> **WHAT IS REQUIRED**
Work out how many lines below contain "indices", then write only that number.

> **EXTRACTED DATA**
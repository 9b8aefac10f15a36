//! CLI-level errors (wraps infrastructure errors)

use thiserror::Error;

use crate::application::ApplicationError;
use crate::domain::DomainError;
use crate::infrastructure::InfraError;

/// CLI errors are the top-level error type.
/// These are what get displayed to the user.
#[derive(Error, Debug)]
pub enum CliError {
    #[error("{0}")]
    Infra(#[from] InfraError),

    #[error("invalid arguments: {0}")]
    InvalidArgs(String),

    #[error("{0}")]
    Usage(String),
}

impl From<ApplicationError> for CliError {
    fn from(e: ApplicationError) -> Self {
        CliError::Infra(InfraError::Application(e))
    }
}

impl From<DomainError> for CliError {
    fn from(e: DomainError) -> Self {
        ApplicationError::Domain(e).into()
    }
}

/// Result type for CLI operations.
pub type CliResult<T> = Result<T, CliError>;

impl CliError {
    /// Get the appropriate exit code for this error.
    pub fn exit_code(&self) -> i32 {
        match self {
            CliError::InvalidArgs(_) | CliError::Usage(_) => crate::exitcode::USAGE,
            CliError::Infra(e) => match e {
                InfraError::Io { .. } => crate::exitcode::IOERR,
                InfraError::Application(app) => match app {
                    ApplicationError::Domain(_) | ApplicationError::Format { .. } => {
                        crate::exitcode::DATAERR
                    }
                    ApplicationError::Config { .. } => crate::exitcode::CONFIG,
                    ApplicationError::EditInProgress(_) => crate::exitcode::SOFTWARE,
                    ApplicationError::OperationFailed { source, .. } => {
                        match source.downcast_ref::<std::io::Error>() {
                            Some(io) if io.kind() == std::io::ErrorKind::NotFound => {
                                crate::exitcode::NOINPUT
                            }
                            Some(_) => crate::exitcode::IOERR,
                            None => crate::exitcode::SOFTWARE,
                        }
                    }
                },
            },
        }
    }
}
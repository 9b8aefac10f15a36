//! Drop placement: classifying pointer geometry and gating moves.

use std::fmt;
use std::str::FromStr;

use serde::{Deserialize, Serialize};
use tracing::instrument;

use crate::domain::path::NodePath;

/// Where a relocated subtree attaches relative to its target.
#[derive(Debug, Clone, Copy, PartialEq, Eq, Hash, Serialize, Deserialize)]
#[serde(rename_all = "kebab-case")]
pub enum MovePosition {
    /// First child of the target.
    Adopt,
    /// Last child of the target.
    AdoptLast,
    /// Sibling immediately before the target.
    Before,
    /// Sibling immediately after the target.
    After,
}

impl MovePosition {
    pub const ALL: [MovePosition; 4] = [Self::Adopt, Self::AdoptLast, Self::Before, Self::After];

    pub fn as_str(&self) -> &'static str {
        match self {
            Self::Adopt => "adopt",
            Self::AdoptLast => "adopt-last",
            Self::Before => "before",
            Self::After => "after",
        }
    }
}

impl fmt::Display for MovePosition {
    fn fmt(&self, f: &mut fmt::Formatter<'_>) -> fmt::Result {
        f.write_str(self.as_str())
    }
}

impl FromStr for MovePosition {
    type Err = String;

    fn from_str(s: &str) -> Result<Self, Self::Err> {
        let normalized = s.trim().to_ascii_lowercase().replace('_', "-");
        Self::ALL
            .into_iter()
            .find(|p| p.as_str() == normalized)
            .ok_or_else(|| {
                format!("unknown move position '{s}' (expected adopt, adopt-last, before or after)")
            })
    }
}

/// Pointer location in screen coordinates.
#[derive(Debug, Clone, Copy, PartialEq)]
pub struct Point {
    pub x: f64,
    pub y: f64,
}

/// Bounding box of a drop target in screen coordinates.
#[derive(Debug, Clone, Copy, PartialEq)]
pub struct TargetBox {
    pub left: f64,
    pub top: f64,
    pub width: f64,
    pub height: f64,
}

impl TargetBox {
    pub fn vertical_midpoint(&self) -> f64 {
        self.top + self.height / 2.0
    }
}

/// Classify the pointer over `target` into a placement.
///
/// Right of the adoption zone (`left + zone_width`) adopts; otherwise the
/// upper half places before and the lower half after.
pub fn classify(pointer: Point, target: &TargetBox, zone_width: f64) -> MovePosition {
    if pointer.x > target.left + zone_width {
        MovePosition::Adopt
    } else if pointer.y < target.vertical_midpoint() {
        MovePosition::Before
    } else {
        MovePosition::After
    }
}

/// A move is legal unless the target is the source or lies inside its subtree.
#[instrument(level = "trace", skip_all, fields(source = %source, target = %target))]
pub fn validate_target(source: &NodePath, target: &NodePath) -> bool {
    target != source && !source.is_ancestor_of(target)
}
//! Structural edits producing new tree snapshots.
//!
//! Every operation leaves its input untouched and returns a new [`Tree`].
//! Only the nodes on the path to the edited sibling list are copied; every
//! other subtree is shared with the input snapshot.

use std::sync::Arc;

use tracing::{debug, instrument};

use crate::domain::error::{DomainError, DomainResult};
use crate::domain::node::{Attribute, Node, NodeRef, Tree};
use crate::domain::path::NodePath;
use crate::domain::placement::{validate_target, MovePosition};

/// Replace one attribute of the node at `path`.
///
/// The node and its ancestors get new identities; all other subtrees are
/// shared with `tree`.
#[instrument(level = "trace", skip_all, fields(path = %path, attribute = %attribute))]
pub fn set_attribute(tree: &Tree, path: &NodePath, attribute: Attribute) -> DomainResult<Tree> {
    let index = path.last_index();
    let updated = Arc::new(resolve(tree, path)?.with_attribute(&attribute));
    edit_siblings(tree, path.parent().as_ref(), |siblings| {
        let slot = siblings
            .get_mut(index)
            .ok_or_else(|| DomainError::PathNotFound(path.clone()))?;
        *slot = updated;
        Ok(())
    })
}

/// Insert `node` at `index` below `parent`, or among the roots for `None`.
///
/// Fails with `IndexOutOfRange` if `index` exceeds the current sibling count.
#[instrument(level = "trace", skip(tree, node))]
pub fn insert_node(
    tree: &Tree,
    parent: Option<&NodePath>,
    index: usize,
    node: Node,
) -> DomainResult<Tree> {
    insert_shared(tree, parent, index, Arc::new(node))
}

/// Remove the node at `path` together with its subtree.
///
/// A parent left without children becomes a leaf.
#[instrument(level = "trace", skip_all, fields(path = %path))]
pub fn delete_node(tree: &Tree, path: &NodePath) -> DomainResult<Tree> {
    resolve(tree, path)?;
    let index = path.last_index();
    edit_siblings(tree, path.parent().as_ref(), |siblings| {
        if index >= siblings.len() {
            return Err(DomainError::PathNotFound(path.clone()));
        }
        siblings.remove(index);
        Ok(())
    })
}

/// Relocate the subtree at `source` relative to `target`.
///
/// The source is detached first and the placement is computed against the
/// detached tree, so a target that followed the source under the same parent
/// moves up by one index. The moved subtree keeps its identity.
#[instrument(
    level = "trace",
    skip_all,
    fields(source = %source, target = %target, position = %position)
)]
pub fn move_node(
    tree: &Tree,
    source: &NodePath,
    target: &NodePath,
    position: MovePosition,
) -> DomainResult<Tree> {
    if !validate_target(source, target) {
        return Err(DomainError::IllegalMove {
            from: source.clone(),
            to: target.clone(),
        });
    }
    let moved = resolve(tree, source)?.clone();
    resolve(tree, target)?;

    let detached = delete_node(tree, source)?;
    let effective = shift_after_detach(source, target)?;

    let (parent, index) = match position {
        MovePosition::Adopt => (Some(effective.clone()), 0),
        MovePosition::AdoptLast => {
            let count = resolve(&detached, &effective)?.child_count();
            (Some(effective.clone()), count)
        }
        MovePosition::Before => (effective.parent(), effective.last_index()),
        MovePosition::After => (effective.parent(), effective.last_index() + 1),
    };
    debug!(
        "move_node: {} {} {} (resolved to {} after detach)",
        source, position, target, effective
    );
    insert_shared(&detached, parent.as_ref(), index, moved)
}

fn resolve<'a>(tree: &'a Tree, path: &NodePath) -> DomainResult<&'a NodeRef> {
    tree.get(path)
        .ok_or_else(|| DomainError::PathNotFound(path.clone()))
}

fn insert_shared(
    tree: &Tree,
    parent: Option<&NodePath>,
    index: usize,
    node: NodeRef,
) -> DomainResult<Tree> {
    if let Some(parent) = parent {
        resolve(tree, parent)?;
    }
    edit_siblings(tree, parent, |siblings| {
        if index > siblings.len() {
            return Err(DomainError::IndexOutOfRange {
                index,
                len: siblings.len(),
            });
        }
        siblings.insert(index, node);
        Ok(())
    })
}

/// Where `target` ends up once `source` has been removed from the tree.
///
/// Only targets under the source's parent with a larger index at the source's
/// depth are affected; they shift down by one at that depth.
fn shift_after_detach(source: &NodePath, target: &NodePath) -> DomainResult<NodePath> {
    let level = source.depth() - 1;
    let shared_prefix = &source.indices()[..level];
    let affected = target.depth() > level
        && target.indices()[..level] == *shared_prefix
        && target.indices()[level] > source.last_index();
    if !affected {
        return Ok(target.clone());
    }

    let mut indices = target.indices().to_vec();
    indices[level] -= 1;
    NodePath::from_indices(indices)
}

/// Apply `edit` to the sibling list below `parent` and rebuild the ancestors.
fn edit_siblings<F>(tree: &Tree, parent: Option<&NodePath>, edit: F) -> DomainResult<Tree>
where
    F: FnOnce(&mut Vec<NodeRef>) -> DomainResult<()>,
{
    let roots = match parent {
        None => {
            let mut roots = tree.roots().to_vec();
            edit(&mut roots)?;
            roots
        }
        Some(parent) => rebuild(tree.roots(), parent.indices(), parent, edit)?,
    };
    Ok(Tree::from_shared(roots))
}

fn rebuild<F>(
    siblings: &[NodeRef],
    indices: &[usize],
    parent: &NodePath,
    edit: F,
) -> DomainResult<Vec<NodeRef>>
where
    F: FnOnce(&mut Vec<NodeRef>) -> DomainResult<()>,
{
    let Some((&index, rest)) = indices.split_first() else {
        let mut edited = siblings.to_vec();
        edit(&mut edited)?;
        return Ok(edited);
    };

    let node = siblings
        .get(index)
        .ok_or_else(|| DomainError::PathNotFound(parent.clone()))?;
    let children = rebuild(node.children().unwrap_or_default(), rest, parent, edit)?;

    let mut copied = siblings.to_vec();
    copied[index] = Arc::new(node.with_shared_children(children));
    Ok(copied)
}
//! Direct structural encoding as a JSON array of nodes.

use tracing::instrument;

use crate::application::error_ext::FormatResultExt;
use crate::application::format::{FormatKind, OutlineFormat};
use crate::application::ApplicationResult;
use crate::domain::Tree;

/// `[{"title": "..", "collapsed": true, "children": [..]}]`; `collapsed` is
/// omitted when false and `children` is omitted for leaves.
#[derive(Debug, Clone, Default)]
pub struct JsonFormat {
    pretty: bool,
}

impl JsonFormat {
    pub fn new(pretty: bool) -> Self {
        Self { pretty }
    }
}

impl OutlineFormat for JsonFormat {
    fn kind(&self) -> FormatKind {
        FormatKind::Json
    }

    #[instrument(level = "debug", skip_all, fields(len = content.len()))]
    fn import_content(&self, content: &str) -> ApplicationResult<Tree> {
        serde_json::from_str(content).for_format(FormatKind::Json)
    }

    #[instrument(level = "debug", skip_all)]
    fn export_outline(&self, tree: &Tree) -> ApplicationResult<String> {
        if self.pretty {
            serde_json::to_string_pretty(tree).for_format(FormatKind::Json)
        } else {
            serde_json::to_string(tree).for_format(FormatKind::Json)
        }
    }
}
//! Application-level errors (wraps domain errors)

use thiserror::Error;

use crate::application::format::FormatKind;
use crate::domain::{DomainError, NodePath};

/// Application errors wrap domain errors and add application-level context.
#[derive(Error, Debug)]
pub enum ApplicationError {
    #[error("{0}")]
    Domain(#[from] DomainError),

    #[error("config error: {message}")]
    Config { message: String },

    #[error("{format} format error: {message}")]
    Format { format: FormatKind, message: String },

    #[error("edit in progress at {0}: commit or cancel it first")]
    EditInProgress(NodePath),

    #[error("operation failed: {context}")]
    OperationFailed {
        context: String,
        #[source]
        source: Box<dyn std::error::Error + Send + Sync>,
    },
}

impl ApplicationError {
    pub(crate) fn format(format: FormatKind, message: impl Into<String>) -> Self {
        Self::Format {
            format,
            message: message.into(),
        }
    }
}

/// Result type for application layer operations.
pub type ApplicationResult<T> = Result<T, ApplicationError>;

> **EXERCISE ANSWER**
9